BerandaArtikel17 Penghibur Duka

17 Penghibur Duka

Oleh: Ustadz Abu Isma’il Muslim al-Atsari

PALONTARAQ.ID – Dunia adalah tempat ujian dan cobaan, maka seharusnya seseorang tidak mengingkari terjadinya bencana dan kesusahan. Sungguh, semua kesenangan di dunia ini seperti fatamorgana. Bangunan-bangunan megahnya akan roboh dan sirna, orang-orang yang datang dengan menyenangkan akan pergi semua. Seluruh makhluk akan menghadap Penciptanya.

Sebagian orang, saat mendapatkan kesusahan, dia terlalu berkeluh-kesah hingga melewati batas, seolah-olah dia tidak mengetahui bahwa itulah dunia. Bukankah orang sehat hanya menanti sakit ? Anak muda hanya menanti ketuaan dan kepikunan, dan makhluk yang diciptakan hanya menanti kematian ?
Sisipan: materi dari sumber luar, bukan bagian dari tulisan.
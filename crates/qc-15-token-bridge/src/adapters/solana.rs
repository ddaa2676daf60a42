//! Solana Token Bridge Adapter
//!
//! Mints are base58 keys. Redeem needs a fee payer, and the signed VAA must
//! already be posted to the core program. Completion is tracked per
//! emitter/sequence claim account, not per digest.

use super::BridgeCore;
use crate::config::ChainConfig;
use crate::domain::{
    BridgeError, BridgeResult, ChainFamily, ChainId, ParsedTransfer, PreparedTransaction,
    TransferRequest, TxOverrides, WireAddress,
};
use crate::ports::outbound::{ChainProvider, CompletionKey, RelayerContract, TokenBridgeAdapter};
use async_trait::async_trait;
use primitive_types::U256;
use std::sync::Arc;
use tracing::debug;

/// Adapter for Solana.
pub struct SolanaAdapter {
    core: BridgeCore,
}

impl SolanaAdapter {
    /// Create an adapter over `connection`.
    pub fn new(
        chain: ChainConfig,
        connection: Arc<dyn ChainProvider>,
        relayer: Option<Arc<dyn RelayerContract>>,
    ) -> Self {
        Self {
            core: BridgeCore::new(chain, connection, relayer),
        }
    }

    /// RPC connection.
    pub fn connection(&self) -> &Arc<dyn ChainProvider> {
        &self.core.provider
    }

    /// Wallet owning `token_account`, when the account exists.
    pub async fn token_account_owner(&self, token_account: &str) -> BridgeResult<Option<String>> {
        let owner = self.core.provider.token_account_owner(token_account).await?;
        debug!(
            "[qc-15] Token account {} owner: {:?}",
            token_account, owner
        );
        Ok(owner)
    }
}

#[async_trait]
impl TokenBridgeAdapter for SolanaAdapter {
    fn family(&self) -> ChainFamily {
        ChainFamily::Solana
    }

    fn chain(&self) -> &ChainConfig {
        &self.core.chain
    }

    async fn send(&self, request: &TransferRequest) -> BridgeResult<PreparedTransaction> {
        self.core.transfer_call(request)
    }

    async fn send_with_payload(
        &self,
        request: &TransferRequest,
        payload: Vec<u8>,
    ) -> BridgeResult<PreparedTransaction> {
        self.core.transfer_with_payload_call(request, payload)
    }

    async fn format_asset_address(&self, asset: &str) -> BridgeResult<WireAddress> {
        self.format_address(asset)
    }

    async fn parse_asset_address(&self, address: &WireAddress) -> BridgeResult<String> {
        Ok(self.parse_address(address))
    }

    async fn wrapped_asset(
        &self,
        origin_chain: ChainId,
        origin_address: &WireAddress,
    ) -> BridgeResult<Option<String>> {
        self.core
            .provider
            .wrapped_asset(self.core.token_bridge(), origin_chain, origin_address)
            .await
    }

    async fn parse_message_from_tx(&self, tx: &str) -> BridgeResult<Vec<ParsedTransfer>> {
        self.core.parse_logs(tx).await
    }

    async fn native_balance(&self, address: &str) -> BridgeResult<U256> {
        self.core.provider.native_balance(address).await
    }

    async fn token_balance(&self, asset: &str, owner: &str) -> BridgeResult<Option<U256>> {
        self.core.provider.token_balance(asset, owner).await
    }

    async fn redeem(
        &self,
        vaa: &[u8],
        overrides: &TxOverrides,
        payer: Option<&str>,
    ) -> BridgeResult<PreparedTransaction> {
        let payer = payer
            .filter(|p| !p.is_empty())
            .ok_or_else(|| BridgeError::MissingPayer(self.core.chain.name.to_string()))?;
        let tx = self.core.redeem_call(vaa, overrides, |_| false)?;
        Ok(tx.with_sender(payer))
    }

    async fn is_transfer_completed(&self, vaa: &[u8]) -> BridgeResult<bool> {
        self.core.is_completed(vaa, CompletionKey::claim).await
    }

    async fn current_block(&self) -> BridgeResult<u64> {
        // slot
        self.core.provider.current_block().await
    }

    async fn fetch_token_decimals(&self, asset: &str) -> BridgeResult<u8> {
        self.core.provider.token_decimals(asset).await
    }

    fn relayer(&self) -> Option<&Arc<dyn RelayerContract>> {
        self.core.relayer.as_ref()
    }

    fn requires_payer(&self) -> bool {
        true
    }
}

#[cfg(test)]
mod tests {
    use super::*;
    use crate::domain::{TransferKind, TransferPayload};
    use crate::ports::outbound::MockChainProvider;
    use crate::test_utils::{chain_config, signed_transfer_vaa, testnet_config};

    const WSOL: &str = "So11111111111111111111111111111111111111112";

    fn adapter() -> (SolanaAdapter, Arc<MockChainProvider>) {
        let provider = Arc::new(MockChainProvider::new());
        let chain = chain_config(&testnet_config(), "solana");
        (SolanaAdapter::new(chain, provider.clone(), None), provider)
    }

    fn vaa_bytes() -> (crate::domain::SignedVaa, Vec<u8>) {
        let transfer = TransferPayload {
            amount: U256::from(100u64),
            token_address: WireAddress([1; 32]),
            token_chain: ChainId(2),
            to: WireAddress([2; 32]),
            to_chain: ChainId(1),
            kind: TransferKind::Transfer { fee: U256::zero() },
        };
        let vaa = signed_transfer_vaa(ChainId(2), 11, &transfer);
        let bytes = vaa.to_bytes();
        (vaa, bytes)
    }

    #[tokio::test]
    async fn test_missing_token_account_is_none() {
        let (adapter, provider) = adapter();
        assert_eq!(adapter.token_balance(WSOL, "me").await.unwrap(), None);
        provider.set_token_balance(WSOL, "me", U256::zero());
        assert_eq!(
            adapter.token_balance(WSOL, "me").await.unwrap(),
            Some(U256::zero())
        );
    }

    #[tokio::test]
    async fn test_mint_round_trip() {
        let (adapter, _) = adapter();
        let wire = adapter.format_asset_address(WSOL).await.unwrap();
        assert_eq!(adapter.parse_asset_address(&wire).await.unwrap(), WSOL);
    }

    #[tokio::test]
    async fn test_redeem_requires_payer() {
        let (adapter, _) = adapter();
        let (_, bytes) = vaa_bytes();
        let overrides = TxOverrides::default();

        assert!(matches!(
            adapter.redeem(&bytes, &overrides, None).await,
            Err(BridgeError::MissingPayer(_))
        ));
        assert!(matches!(
            adapter.redeem(&bytes, &overrides, Some("")).await,
            Err(BridgeError::MissingPayer(_))
        ));

        let tx = adapter
            .redeem(&bytes, &overrides, Some("payer111"))
            .await
            .unwrap();
        assert_eq!(tx.sender.as_deref(), Some("payer111"));
    }

    #[tokio::test]
    async fn test_completion_uses_claim_key() {
        let (adapter, provider) = adapter();
        let (vaa, bytes) = vaa_bytes();

        provider.mark_completed(CompletionKey::digest(&vaa));
        assert!(!adapter.is_transfer_completed(&bytes).await.unwrap());

        provider.mark_completed(CompletionKey::claim(&vaa));
        assert!(adapter.is_transfer_completed(&bytes).await.unwrap());
    }

    #[tokio::test]
    async fn test_token_account_owner() {
        let (adapter, provider) = adapter();
        provider.set_token_account_owner("ata111", "wallet111");
        assert_eq!(
            adapter.token_account_owner("ata111").await.unwrap(),
            Some("wallet111".to_string())
        );
        assert_eq!(adapter.token_account_owner("ata222").await.unwrap(), None);
    }

    #[test]
    fn test_requires_message_posting() {
        let (adapter, _) = adapter();
        assert!(adapter.requires_message_posting());
        assert!(adapter.requires_payer());
    }
}
//! # Ports Module
//!
//! Hexagonal architecture ports.

pub mod inbound;
pub mod outbound;

pub use inbound::TokenBridgeApi;
pub use outbound::{
    BridgeLog, ChainProvider, CompletionKey, MessagePoster, MockChainProvider,
    MockMessagePoster, MockRelayer, MockSigner, RelayerContract, SubmittedTx, TokenBridgeAdapter,
    TokenDirectory, TransactionSigner,
};
//! # Amount Conversion
//!
//! Human decimal strings ↔ base units, and the 8-decimal wire normalization
//! applied by the token bridge.

use super::errors::{BridgeError, BridgeResult};
use primitive_types::U256;

/// Decimals used for amounts inside token bridge payloads.
pub const NORMALIZED_DECIMALS: u8 = 8;

/// Convert a human-readable decimal string into base units.
///
/// Rejects signs, exponents, empty input, more significant fractional
/// digits than `decimals`, and values that overflow 256 bits. Trailing
/// fractional zeros are ignored.
pub fn parse_units(amount: &str, decimals: u8) -> BridgeResult<U256> {
    let trimmed = amount.trim();
    let (whole, fraction) = match trimmed.split_once('.') {
        Some((whole, fraction)) => (whole, fraction),
        None => (trimmed, ""),
    };

    if whole.is_empty() && fraction.is_empty() {
        return Err(BridgeError::precision(amount, "not a number"));
    }
    let all_digits = |s: &str| s.bytes().all(|b| b.is_ascii_digit());
    if !all_digits(whole) || !all_digits(fraction) {
        return Err(BridgeError::precision(amount, "not a number"));
    }
    let fraction = fraction.trim_end_matches('0');
    if fraction.len() > decimals as usize {
        return Err(BridgeError::precision(
            amount,
            format!("too many decimal places for {} decimals", decimals),
        ));
    }

    let mut digits = String::with_capacity(whole.len() + decimals as usize);
    digits.push_str(whole);
    digits.push_str(fraction);
    for _ in fraction.len()..decimals as usize {
        digits.push('0');
    }

    let significant = digits.trim_start_matches('0');
    if significant.is_empty() {
        return Ok(U256::zero());
    }
    U256::from_dec_str(significant)
        .map_err(|_| BridgeError::precision(amount, "exceeds 256-bit range"))
}

/// Format base units as a decimal string (`"1.5"`, `"2.0"`).
pub fn format_units(value: U256, decimals: u8) -> String {
    let digits = value.to_string();
    if decimals == 0 {
        return digits;
    }

    let decimals = decimals as usize;
    let padded = if digits.len() <= decimals {
        format!("{}{}", "0".repeat(decimals - digits.len() + 1), digits)
    } else {
        digits
    };
    let (whole, fraction) = padded.split_at(padded.len() - decimals);
    let fraction = fraction.trim_end_matches('0');
    if fraction.is_empty() {
        format!("{}.0", whole)
    } else {
        format!("{}.{}", whole, fraction)
    }
}

/// Scale a wire amount (8 decimals) up to a token with `decimals`.
pub fn from_normalized(amount: U256, decimals: u8) -> BridgeResult<U256> {
    if decimals <= NORMALIZED_DECIMALS {
        return Ok(amount);
    }
    let factor = pow10(decimals - NORMALIZED_DECIMALS)
        .ok_or_else(|| BridgeError::precision(&amount.to_string(), "scale overflow"))?;
    amount
        .checked_mul(factor)
        .ok_or_else(|| BridgeError::precision(&amount.to_string(), "exceeds 256-bit range"))
}

/// Truncate a base-unit amount down to 8 wire decimals.
pub fn to_normalized(amount: U256, decimals: u8) -> U256 {
    if decimals <= NORMALIZED_DECIMALS {
        return amount;
    }
    match pow10(decimals - NORMALIZED_DECIMALS) {
        Some(factor) => amount / factor,
        None => U256::zero(),
    }
}

fn pow10(exp: u8) -> Option<U256> {
    U256::from(10u8).checked_pow(U256::from(exp))
}

#[cfg(test)]
mod tests {
    use super::*;

    #[test]
    fn test_parse_units_examples() {
        assert_eq!(parse_units("1.5", 6).unwrap().to_string(), "1500000");
        assert_eq!(
            parse_units("1.5", 18).unwrap().to_string(),
            "1500000000000000000"
        );
        assert_eq!(parse_units("0", 9).unwrap(), U256::zero());
        assert_eq!(parse_units("42", 0).unwrap(), U256::from(42));
        assert_eq!(parse_units(".25", 2).unwrap(), U256::from(25));
        assert_eq!(parse_units("3.", 2).unwrap(), U256::from(300));
    }

    #[test]
    fn test_parse_units_rejects_excess_precision() {
        let err = parse_units("1.1234567", 6).unwrap_err();
        assert!(matches!(err, BridgeError::Precision { .. }));
    }

    #[test]
    fn test_parse_units_ignores_trailing_fraction_zeros() {
        assert_eq!(parse_units("1.5000000", 6).unwrap(), U256::from(1_500_000));
        assert_eq!(parse_units("1.50", 1).unwrap(), U256::from(15));
        assert_eq!(parse_units("2.000", 0).unwrap(), U256::from(2));
        assert!(parse_units("1.5000001", 6).is_err());
    }

    #[test]
    fn test_parse_units_rejects_garbage() {
        for input in ["", ".", "abc", "-1", "1e5", "1.2.3", "+4"] {
            assert!(
                matches!(parse_units(input, 6), Err(BridgeError::Precision { .. })),
                "accepted {:?}",
                input
            );
        }
    }

    #[test]
    fn test_parse_units_overflow() {
        let huge = "9".repeat(80);
        assert!(parse_units(&huge, 0).is_err());
    }

    #[test]
    fn test_format_units() {
        assert_eq!(format_units(U256::from(1_500_000u64), 6), "1.5");
        assert_eq!(format_units(U256::from(1_000_000u64), 6), "1.0");
        assert_eq!(format_units(U256::from(5u64), 9), "0.000000005");
        assert_eq!(format_units(U256::from(7u64), 0), "7");
    }

    #[test]
    fn test_normalization() {
        let wei = parse_units("1.23456789", 18).unwrap();
        let wire = to_normalized(wei, 18);
        assert_eq!(wire, U256::from(123_456_789u64));
        assert_eq!(from_normalized(wire, 18).unwrap(), wei);

        // Six-decimal tokens travel unscaled.
        assert_eq!(to_normalized(U256::from(1_500_000u64), 6), U256::from(1_500_000u64));
        assert_eq!(
            from_normalized(U256::from(1_500_000u64), 6).unwrap(),
            U256::from(1_500_000u64)
        );
    }
}
//! # Signed VAA
//!
//! Structural parsing of the attestation produced by the guardian network.
//! Signatures are carried but never verified here.
//!
//! ```text
//! header: u8 version | u32 guardian_set_index | u8 n | n × (u8 index, [65] sig)
//! body:   u32 timestamp | u32 nonce | u16 emitter_chain | [32] emitter
//!         | u64 sequence | u8 consistency_level | payload...
//! ```

use super::errors::{BridgeError, BridgeResult};
use super::payload::TransferPayload;
use super::value_objects::{ChainId, WireAddress};
use super::wire::Reader;
use sha3::{Digest, Keccak256};

/// Supported VAA version.
pub const VAA_VERSION: u8 = 1;

/// Guardian signature over the body digest.
#[derive(Clone, Debug, PartialEq, Eq)]
pub struct GuardianSignature {
    /// Index in the guardian set.
    pub guardian_index: u8,
    /// Recoverable secp256k1 signature (r, s, v).
    pub signature: [u8; 65],
}

/// Parsed signed VAA.
#[derive(Clone, Debug, PartialEq, Eq)]
pub struct SignedVaa {
    /// Format version.
    pub version: u8,
    /// Guardian set that signed.
    pub guardian_set_index: u32,
    /// Guardian signatures.
    pub signatures: Vec<GuardianSignature>,
    /// Observation time.
    pub timestamp: u32,
    /// Emitter-chosen nonce.
    pub nonce: u32,
    /// Source chain.
    pub emitter_chain: ChainId,
    /// Emitting contract.
    pub emitter_address: WireAddress,
    /// Per-emitter sequence.
    pub sequence: u64,
    /// Requested finality.
    pub consistency_level: u8,
    /// Application payload.
    pub payload: Vec<u8>,
}

impl SignedVaa {
    /// Parse the byte envelope.
    pub fn parse(bytes: &[u8]) -> BridgeResult<Self> {
        let mut reader = Reader::new(bytes);
        let version = reader.u8("version")?;
        if version != VAA_VERSION {
            return Err(BridgeError::InvalidMessage(format!(
                "unsupported VAA version {}",
                version
            )));
        }
        let guardian_set_index = reader.u32("guardian set index")?;
        let count = reader.u8("signature count")?;
        let mut signatures = Vec::with_capacity(count as usize);
        for _ in 0..count {
            signatures.push(GuardianSignature {
                guardian_index: reader.u8("guardian index")?,
                signature: reader.array::<65>("signature")?,
            });
        }

        Ok(Self {
            version,
            guardian_set_index,
            signatures,
            timestamp: reader.u32("timestamp")?,
            nonce: reader.u32("nonce")?,
            emitter_chain: ChainId(reader.u16("emitter chain")?),
            emitter_address: reader.address("emitter address")?,
            sequence: reader.u64("sequence")?,
            consistency_level: reader.u8("consistency level")?,
            payload: reader.rest().to_vec(),
        })
    }

    /// Parse a hex string (with or without `0x`).
    pub fn from_hex(encoded: &str) -> BridgeResult<Self> {
        let stripped = encoded.strip_prefix("0x").unwrap_or(encoded);
        let bytes = hex::decode(stripped)
            .map_err(|e| BridgeError::InvalidMessage(format!("VAA is not hex: {}", e)))?;
        Self::parse(&bytes)
    }

    /// Body bytes (everything after the signatures).
    pub fn body(&self) -> Vec<u8> {
        let mut out = Vec::with_capacity(51 + self.payload.len());
        out.extend_from_slice(&self.timestamp.to_be_bytes());
        out.extend_from_slice(&self.nonce.to_be_bytes());
        out.extend_from_slice(&self.emitter_chain.0.to_be_bytes());
        out.extend_from_slice(self.emitter_address.as_bytes());
        out.extend_from_slice(&self.sequence.to_be_bytes());
        out.push(self.consistency_level);
        out.extend_from_slice(&self.payload);
        out
    }

    /// Keccak-256 of the body.
    pub fn body_hash(&self) -> [u8; 32] {
        Keccak256::digest(self.body()).into()
    }

    /// Double Keccak-256 of the body, the key token bridges record
    /// completed transfers under.
    pub fn digest(&self) -> [u8; 32] {
        Keccak256::digest(self.body_hash()).into()
    }

    /// Serialize back to the wire envelope.
    pub fn to_bytes(&self) -> Vec<u8> {
        let mut out = Vec::with_capacity(6 + self.signatures.len() * 66);
        out.push(self.version);
        out.extend_from_slice(&self.guardian_set_index.to_be_bytes());
        out.push(self.signatures.len() as u8);
        for sig in &self.signatures {
            out.push(sig.guardian_index);
            out.extend_from_slice(&sig.signature);
        }
        out.extend_from_slice(&self.body());
        out
    }

    /// Decode the payload as a token transfer.
    pub fn transfer_payload(&self) -> BridgeResult<TransferPayload> {
        TransferPayload::decode(&self.payload)
    }
}

#[cfg(test)]
mod tests {
    use super::*;
    use crate::domain::payload::TransferKind;
    use primitive_types::U256;

    fn sample_vaa() -> SignedVaa {
        let transfer = TransferPayload {
            amount: U256::from(1_000u64),
            token_address: WireAddress([0x11; 32]),
            token_chain: ChainId(2),
            to: WireAddress([0x22; 32]),
            to_chain: ChainId(1),
            kind: TransferKind::Transfer { fee: U256::zero() },
        };
        SignedVaa {
            version: VAA_VERSION,
            guardian_set_index: 3,
            signatures: vec![GuardianSignature {
                guardian_index: 0,
                signature: [0x5A; 65],
            }],
            timestamp: 1_690_000_000,
            nonce: 7,
            emitter_chain: ChainId(2),
            emitter_address: WireAddress([0x99; 32]),
            sequence: 42,
            consistency_level: 15,
            payload: transfer.encode(),
        }
    }

    #[test]
    fn test_parse_envelope() {
        let vaa = sample_vaa();
        let parsed = SignedVaa::parse(&vaa.to_bytes()).unwrap();
        assert_eq!(parsed, vaa);
        assert_eq!(parsed.transfer_payload().unwrap().to_chain, ChainId(1));
    }

    #[test]
    fn test_from_hex() {
        let vaa = sample_vaa();
        let encoded = format!("0x{}", hex::encode(vaa.to_bytes()));
        assert_eq!(SignedVaa::from_hex(&encoded).unwrap().sequence, 42);
        assert!(SignedVaa::from_hex("0xnothex").is_err());
    }

    #[test]
    fn test_digest_depends_on_body_only() {
        let vaa = sample_vaa();
        let mut resigned = vaa.clone();
        resigned.guardian_set_index = 4;
        resigned.signatures[0].signature = [0x01; 65];
        assert_eq!(vaa.digest(), resigned.digest());

        let mut other = vaa.clone();
        other.sequence = 43;
        assert_ne!(vaa.digest(), other.digest());
    }

    #[test]
    fn test_digest_is_double_keccak_of_body() {
        let vaa = sample_vaa();
        let once: [u8; 32] = Keccak256::digest(vaa.body()).into();
        let twice: [u8; 32] = Keccak256::digest(once).into();
        assert_eq!(vaa.body_hash(), once);
        assert_eq!(vaa.digest(), twice);
        assert_ne!(vaa.digest(), vaa.body_hash());
    }

    #[test]
    fn test_rejects_bad_version() {
        let mut bytes = sample_vaa().to_bytes();
        bytes[0] = 2;
        assert!(SignedVaa::parse(&bytes).is_err());
    }

    #[test]
    fn test_rejects_truncated_signatures() {
        let bytes = sample_vaa().to_bytes();
        assert!(SignedVaa::parse(&bytes[..40]).is_err());
    }
}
Diantara bentuk kesusahan dan derita yang dirasa berat yaitu kehilangan orang yang tercinta, sehingga seseorang membutuhkan sesuatu yang bisa mengokohkan jiwanya. Marilah kita perhatikan beberapa ponit di bawah ini semoga bisa menghilangkan atau meredakan kesusahan yang ada.

Pertama : Seseorang harus mengetahui bahwa semua kejadian telah ditakdirkan dan tertulis dalam kitab Lauhul Mahfuzh. Allâh Subhanahu wa Ta’ala berfirman :

مَآ اَصَابَ مِنْ مُّصِيْبَةٍ فِى الْاَرْضِ وَلَا فِيْٓ اَنْفُسِكُمْ اِلَّا فِيْ كِتٰبٍ مِّنْ قَبْلِ اَنْ نَّبْرَاَهَا ۗاِنَّ ذٰلِكَ عَلَى اللّٰهِ يَسِيْرٌۖ

Tiada suatu bencanapun yang menimpa di bumi dan (tidak pula) pada dirimu sendiri melainkan telah tertulis dalam kitab (Lauhul Mahfuzh) sebelum Kami menciptakannya. Sesungguhnya yang demikian itu adalah mudah bagi Allâh.  [Al-Hadid/57: 22]

Kemudian Allâh Azza wa Jalla menyebutkan hikmahnya:

 

لِّكَيْلَا تَأْسَوْا عَلٰى مَا فَاتَكُمْ وَلَا تَفْرَحُوْا بِمَآ اٰتٰىكُمْ ۗوَاللّٰهُ لَا يُحِبُّ كُلَّ مُخْتَالٍ فَخُوْرٍۙ

 

Artinya:

Kami jelaskan yang demikian itu) supaya kamu jangan berduka cita terhadap apa yang luput dari kamu, dan supaya kamu jangan terlalu gembira terhadap apa Allâh berikan kepadamu. Dan Allâh tidak menyukai setiap orang yang sombong lagi membanggakan diri. [al-Hadid/57: 23]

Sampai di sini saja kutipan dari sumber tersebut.